Outraged residents decrying the degradation of their once great city to “an open sewer” have filled the piazza outside of Rome City Hall to denounce the ragged state of the Italian capital.
- Residents’ associations and civil society groups organised Saturday’s protest where up to 8,000 people attended
- Critics say the city has been in decline for years
- Mayor Virginia Raggi says she needs more time to overcome Rome’s problems, but argues she is already making good progress
Critics say the city has been in decline for years and accuse Mayor Virginia Raggi, who took office in 2016, of failing to fulfil campaign promises to clean up the mess.
“We’re here because Rome deserves better, because Rome is in a state of neglect the like of which has never been seen before,” said Marita Monaco, 57, who took part in the protest in a Renaissance square designed by Michelangelo.
“It is a city in disarray, where there are no more rules or social cohesion.”
Ms Raggi is a member of the anti-establishment 5-Star Movement and was swept to power following a wave of public disgust over corruption scandals that had battered previous administrations run by both traditional left- and right-wing parties.
The first female mayor in the history of the city, Ms Raggi said she needed more time to overcome Rome’s problems, but has argued she is already making good progress.
Her critics say things are getting worse, not better.
What’s wrong in the once great city of Rome?

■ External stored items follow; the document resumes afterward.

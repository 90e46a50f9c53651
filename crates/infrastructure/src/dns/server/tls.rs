use super::handler::{Protocol, QueryHandler};
use super::tcp::serve_stream;
use rsdns_domain::DomainError;
use rustls::pki_types::CertificateDer;
use rustls::ServerConfig;
use std::io::{BufReader, Cursor};
use std::net::SocketAddr;
use std::path::Path;
use std::sync::Arc;
use std::time::Duration;
use tokio::net::TcpListener;
use tokio_rustls::TlsAcceptor;
use tokio_util::sync::CancellationToken;
use tracing::{debug, error, info};

/// Build a rustls server config from PEM certificate chain and key files.
pub fn load_server_config(
    cert_path: impl AsRef<Path>,
    key_path: impl AsRef<Path>,
) -> Result<Arc<ServerConfig>, DomainError> {
    let read = |path: &Path| {
        std::fs::read(path).map_err(|e| {
            DomainError::IoError(format!("Failed to read '{}': {}", path.display(), e))
        })
    };
    let cert_pem = read(cert_path.as_ref())?;
    let key_pem = read(key_path.as_ref())?;
    server_config_from_pem(&cert_pem, &key_pem)
}

pub fn server_config_from_pem(cert_pem: &[u8], key_pem: &[u8]) -> Result<Arc<ServerConfig>, DomainError> {
    let mut cert_reader = BufReader::new(Cursor::new(cert_pem));
    let cert_chain: Vec<CertificateDer<'static>> = rustls_pemfile::certs(&mut cert_reader)
        .collect::<Result<Vec<_>, _>>()
        .map_err(|e| DomainError::Transport(format!("Failed to parse certificate PEM: {}", e)))?;
    if cert_chain.is_empty() {
        return Err(DomainError::Transport("No certificates found in PEM data".into()));
    }

    let mut key_reader = BufReader::new(Cursor::new(key_pem));
    let private_key = rustls_pemfile::private_key(&mut key_reader)
        .map_err(|e| DomainError::Transport(format!("Failed to parse private key PEM: {}", e)))?
        .ok_or_else(|| DomainError::Transport("No private key found in PEM data".into()))?;

    let config = ServerConfig::builder_with_provider(Arc::new(rustls::crypto::ring::default_provider()))
        .with_safe_default_protocol_versions()
        .map_err(|e| DomainError::Transport(format!("Invalid TLS server config: {}", e)))?
        .with_no_client_auth()
        .with_single_cert(cert_chain, private_key)
        .map_err(|e| DomainError::Transport(format!("Certificate and key do not match: {}", e)))?;

    Ok(Arc::new(config))
}

/// Serves DNS over TLS (RFC 7858): TCP framing inside a TLS session.
pub struct TlsListenerTask {
    listener: TcpListener,
    acceptor: TlsAcceptor,
    handler: QueryHandler,
    idle_timeout: Duration,
    shutdown: CancellationToken,
}

impl TlsListenerTask {
    pub async fn bind(
        addr: SocketAddr,
        config: Arc<ServerConfig>,
        handler: QueryHandler,
    ) -> Result<Self, DomainError> {
        let listener = TcpListener::bind(addr).await.map_err(|e| {
            DomainError::IoError(format!("Failed to bind TLS listener on {}: {}", addr, e))
        })?;

        Ok(Self {
            listener,
            acceptor: TlsAcceptor::from(config),
            handler,
            idle_timeout: Duration::from_secs(10),
            shutdown: CancellationToken::new(),
        })
    }

    pub fn with_idle_timeout(mut self, timeout: Duration) -> Self {
        self.idle_timeout = timeout;
        self
    }

    pub fn with_cancellation(mut self, token: CancellationToken) -> Self {
        self.shutdown = token;
        self
    }

    pub fn local_addr(&self) -> Result<SocketAddr, DomainError> {
        Ok(self.listener.local_addr()?)
    }

    pub async fn run(self) {
        let local = self.listener.local_addr().ok();
        info!(protocol = "TLS", address = ?local, "DNS listener started");

        loop {
            tokio::select! {
                _ = self.shutdown.cancelled() => {
                    info!(protocol = "TLS", "DNS listener shutting down");
                    break;
                }
                accepted = self.listener.accept() => match accepted {
                    Ok((stream, peer)) => {
                        let acceptor = self.acceptor.clone();
                        let handler = self.handler.clone();
                        let idle_timeout = self.idle_timeout;
                        let shutdown = self.shutdown.child_token();
                        tokio::spawn(async move {
                            let tls = match tokio::time::timeout(idle_timeout, acceptor.accept(stream)).await {
                                Ok(Ok(tls)) => tls,
                                Ok(Err(e)) => {
                                    debug!(client = %peer, error = %e, "TLS handshake failed");
                                    return;
                                }
                                Err(_) => {
                                    debug!(client = %peer, "TLS handshake timed out");
                                    return;
                                }
                            };
                            serve_stream(tls, peer, handler, Protocol::Tls, idle_timeout, shutdown).await;
                        });
                    }
                    Err(e) => error!(protocol = "TLS", error = %e, "Accept failed"),
                }
            }
        }
    }
}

Among locals’ complaints are roads riddled by potholes, a strike by rubbish collectors that left many public bins overflowing, and a transport system in permanent crisis.
More than 20 buses have caught fire on the streets of the city so far this year, largely the result of poor maintenance, while a broken escalator injured more than 20 Russian soccer fans at a city metro station last Tuesday.
The recent death of a 16-year-old girl, whose body was found in an abandoned building used by drug dealers, underscored fears about law and order in the city. Police said they believed the girl was gang-raped and reported the arrests of four migrants.
Under the hashtag #romadicebasta (“Rome says enough”), residents’ associations and civil society groups banded together to organise Saturday’s protest, which Reuters reporters estimated drew between 5,000 and 8,000 people.
“Rome has become an open sewer, a scandal, full of rats, foxes, wild boar and rubbish,” Rome resident Salvatore Golino said.
“We are drowning in trash and we can’t take it anymore.”
A recent video that went viral online showed a family of four foraging through sacks of rubbish on a city street. Another video earlier this year showed a large boar running up a major city road under the gaze of astonished drivers.
The extent of the rubbish problem was exposed to the world during severe storm across Italy last week with images of garbage bags and debris floating in floodwater.
Ms Raggi is standing trial for alleged abuse of office over a contested appointment within her administration. She has denied the accusation, but has said she will resign if found guilty. A verdict is due on November 10.
Her administration would fall if she left office, potentially opening the way for fresh elections.